• **To do**
Using the data below, gather each line that includes the word "should".

(Stored data entries)
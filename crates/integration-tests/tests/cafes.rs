//! Integration tests for the cafe directory: CRUD, search, ratings.
//!
//! These tests require:
//! - A running `PostgreSQL` database
//! - The server running (cargo run -p cafe-wifi-server)
//!
//! Run with: cargo test -p cafe-wifi-integration-tests -- --ignored

use cafe_wifi_integration_tests::{base_url, cafe_payload, client, signup};
use reqwest::StatusCode;
use serde_json::{Value, json};

#[tokio::test]
#[ignore = "Requires a running cafe-wifi-server and database"]
async fn test_list_without_pagination_is_bare_array() {
    let client = client();

    let resp = client
        .get(format!("{}/api/cafes", base_url()))
        .send()
        .await
        .expect("Failed to list cafes");
    assert_eq!(resp.status(), StatusCode::OK);

    let body: Value = resp.json().await.expect("Failed to read list body");
    assert!(body.is_array(), "legacy contract: bare array without page/limit");
}

#[tokio::test]
#[ignore = "Requires a running cafe-wifi-server and database"]
async fn test_list_with_pagination_carries_page_metadata() {
    let client = client();

    let resp = client
        .get(format!("{}/api/cafes?page=1&limit=5", base_url()))
        .send()
        .await
        .expect("Failed to list cafes");
    assert_eq!(resp.status(), StatusCode::OK);

    let body: Value = resp.json().await.expect("Failed to read list body");
    assert!(body["cafes"].is_array());
    assert_eq!(body["pagination"]["currentPage"], 1);
    assert_eq!(body["pagination"]["limit"], 5);
    assert!(body["pagination"]["totalCafes"].is_number());
}

#[tokio::test]
#[ignore = "Requires a running cafe-wifi-server and database"]
async fn test_duplicate_cafe_conflicts() {
    let client = client();
    let base_url = base_url();
    let (token, _) = signup(&client).await;
    let payload = cafe_payload("Duplicate Grounds");

    let resp = client
        .post(format!("{base_url}/api/cafes"))
        .bearer_auth(&token)
        .json(&payload)
        .send()
        .await
        .expect("Failed to create cafe");
    assert_eq!(resp.status(), StatusCode::CREATED);

    // Same name and address in a different case still counts as a duplicate.
    let mut shouting = payload.clone();
    shouting["name"] = Value::String(
        payload["name"]
            .as_str()
            .expect("payload has a name")
            .to_uppercase(),
    );
    let resp = client
        .post(format!("{base_url}/api/cafes"))
        .bearer_auth(&token)
        .json(&shouting)
        .send()
        .await
        .expect("Failed to reach create endpoint");
    assert_eq!(resp.status(), StatusCode::CONFLICT);
}

#[tokio::test]
#[ignore = "Requires a running cafe-wifi-server and database"]
async fn test_delete_missing_cafe_is_not_found() {
    let client = client();
    let (token, _) = signup(&client).await;

    let resp = client
        .delete(format!("{}/api/cafes", base_url()))
        .bearer_auth(&token)
        .json(&json!({"_id": uuid::Uuid::new_v4().to_string()}))
        .send()
        .await
        .expect("Failed to reach delete endpoint");
    assert_eq!(resp.status(), StatusCode::NOT_FOUND);

    let body: Value = resp.json().await.expect("Failed to read error body");
    assert_eq!(body["error"], "Cafe not found");
}

#[tokio::test]
#[ignore = "Requires a running cafe-wifi-server and database"]
async fn test_malformed_cafe_id_is_bad_request() {
    let client = client();

    let resp = client
        .get(format!("{}/api/cafes/not-a-uuid", base_url()))
        .send()
        .await
        .expect("Failed to reach detail endpoint");
    assert_eq!(resp.status(), StatusCode::BAD_REQUEST);
}

#[tokio::test]
#[ignore = "Requires a running cafe-wifi-server and database"]
async fn test_search_finds_created_cafe() {
    let client = client();
    let base_url = base_url();
    let (token, _) = signup(&client).await;

    let payload = cafe_payload("Searchable Sloth");
    let needle = payload["name"].as_str().expect("payload has a name");

    let resp = client
        .post(format!("{base_url}/api/cafes"))
        .bearer_auth(&token)
        .json(&payload)
        .send()
        .await
        .expect("Failed to create cafe");
    assert_eq!(resp.status(), StatusCode::CREATED);

    let resp = client
        .get(format!("{base_url}/api/cafes?search={needle}"))
        .send()
        .await
        .expect("Failed to search cafes");
    assert_eq!(resp.status(), StatusCode::OK);

    let body: Value = resp.json().await.expect("Failed to read search body");
    let cafes = body.as_array().expect("search without pagination is an array");
    assert!(
        cafes.iter().any(|cafe| cafe["name"] == *needle),
        "search should surface the cafe just created"
    );
}

#[tokio::test]
#[ignore = "Requires a running cafe-wifi-server and database"]
async fn test_rating_twice_replaces_not_appends() {
    let client = client();
    let base_url = base_url();
    let (token, _) = signup(&client).await;

    let resp = client
        .post(format!("{base_url}/api/cafes"))
        .bearer_auth(&token)
        .json(&cafe_payload("Rated Roasters"))
        .send()
        .await
        .expect("Failed to create cafe");
    let cafe: Value = resp.json().await.expect("Failed to read cafe body");
    let cafe_id = cafe["id"].as_str().expect("cafe has an id");

    let resp = client
        .post(format!("{base_url}/api/cafes/rate"))
        .bearer_auth(&token)
        .json(&json!({"cafeId": cafe_id, "rating": 2}))
        .send()
        .await
        .expect("Failed to rate cafe");
    assert_eq!(resp.status(), StatusCode::OK);
    let body: Value = resp.json().await.expect("Failed to read rate body");
    assert_eq!(body["cafe"]["rating"]["count"], 1);
    assert_eq!(body["cafe"]["rating"]["average"], 2.0);

    // The second rating from the same user replaces the first.
    let resp = client
        .post(format!("{base_url}/api/cafes/rate"))
        .bearer_auth(&token)
        .json(&json!({"cafeId": cafe_id, "rating": 5, "review": "found fiber"}))
        .send()
        .await
        .expect("Failed to rate cafe again");
    let body: Value = resp.json().await.expect("Failed to read rate body");
    assert_eq!(body["cafe"]["rating"]["count"], 1);
    assert_eq!(body["cafe"]["rating"]["average"], 5.0);
}

#[tokio::test]
#[ignore = "Requires a running cafe-wifi-server and database"]
async fn test_manual_speed_test_updates_wifi_speed() {
    let client = client();
    let base_url = base_url();
    let (token, _) = signup(&client).await;

    let resp = client
        .post(format!("{base_url}/api/cafes"))
        .bearer_auth(&token)
        .json(&cafe_payload("Measured Molasses"))
        .send()
        .await
        .expect("Failed to create cafe");
    let cafe: Value = resp.json().await.expect("Failed to read cafe body");
    let cafe_id = cafe["id"].as_str().expect("cafe has an id");

    let resp = client
        .post(format!("{base_url}/api/cafes/speed-test"))
        .bearer_auth(&token)
        .json(&json!({"cafeId": cafe_id, "download": 3.2, "upload": 1.1, "ping": 140}))
        .send()
        .await
        .expect("Failed to submit speed test");
    assert_eq!(resp.status(), StatusCode::OK);

    let body: Value = resp.json().await.expect("Failed to read speed-test body");
    assert_eq!(body["cafe"]["wifiSpeed"]["download"], 3.2);
    assert_eq!(body["isSlowWifi"], true);
}

#[tokio::test]
#[ignore = "Requires a running cafe-wifi-server and database"]
async fn test_manual_speed_test_requires_auth() {
    let client = client();
    let base_url = base_url();
    let (token, _) = signup(&client).await;

    let resp = client
        .post(format!("{base_url}/api/cafes"))
        .bearer_auth(&token)
        .json(&cafe_payload("Unattributed Drip"))
        .send()
        .await
        .expect("Failed to create cafe");
    let cafe: Value = resp.json().await.expect("Failed to read cafe body");
    let cafe_id = cafe["id"].as_str().expect("cafe has an id");

    let resp = client
        .post(format!("{base_url}/api/cafes/speed-test"))
        .json(&json!({"cafeId": cafe_id, "download": 3.2}))
        .send()
        .await
        .expect("Failed to submit speed test");
    assert_eq!(resp.status(), StatusCode::UNAUTHORIZED);
}

#[tokio::test]
#[ignore = "Requires a running cafe-wifi-server and database"]
async fn test_leaderboard_ranks_highest_download_first() {
    let client = client();
    let base_url = base_url();
    let (token, _) = signup(&client).await;

    let mut ids = Vec::new();
    for (tag, download) in [("Leader Fast", 42.5), ("Leader Slow", 1.5)] {
        let resp = client
            .post(format!("{base_url}/api/cafes"))
            .bearer_auth(&token)
            .json(&cafe_payload(tag))
            .send()
            .await
            .expect("Failed to create cafe");
        let cafe: Value = resp.json().await.expect("Failed to read cafe body");
        let id = cafe["id"].as_str().expect("cafe has an id").to_string();

        let resp = client
            .post(format!("{base_url}/api/cafes/speed-test"))
            .bearer_auth(&token)
            .json(&json!({"cafeId": id, "download": download}))
            .send()
            .await
            .expect("Failed to submit speed test");
        assert_eq!(resp.status(), StatusCode::OK);
        ids.push(id);
    }

    let resp = client
        .get(format!("{base_url}/api/cafes/leaderboard?limit=50"))
        .send()
        .await
        .expect("Failed to reach leaderboard");
    assert_eq!(resp.status(), StatusCode::OK);

    let body: Value = resp.json().await.expect("Failed to read leaderboard body");
    let entries = body["leaderboard"].as_array().expect("leaderboard array");
    let position = |id: &str| entries.iter().position(|e| e["id"] == id);
    let fast = position(&ids[0]).expect("fast cafe listed");
    let slow = position(&ids[1]).expect("slow cafe listed");
    assert!(fast < slow, "higher download speed should rank first");
    for pair in entries.windows(2) {
        let a = pair[0]["speed"].as_f64().expect("numeric speed");
        let b = pair[1]["speed"].as_f64().expect("numeric speed");
        assert!(a >= b, "leaderboard must be sorted descending");
    }
}

#[tokio::test]
#[ignore = "Requires a running cafe-wifi-server and database"]
async fn test_leaderboard_rejects_unknown_metric() {
    let client = client();

    let resp = client
        .get(format!("{}/api/cafes/leaderboard?metric=vibes", base_url()))
        .send()
        .await
        .expect("Failed to reach leaderboard");
    assert_eq!(resp.status(), StatusCode::BAD_REQUEST);
}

• **Output**
        "search should surface the cafe just created"
    assert!(fast < slow, "higher download speed should rank first");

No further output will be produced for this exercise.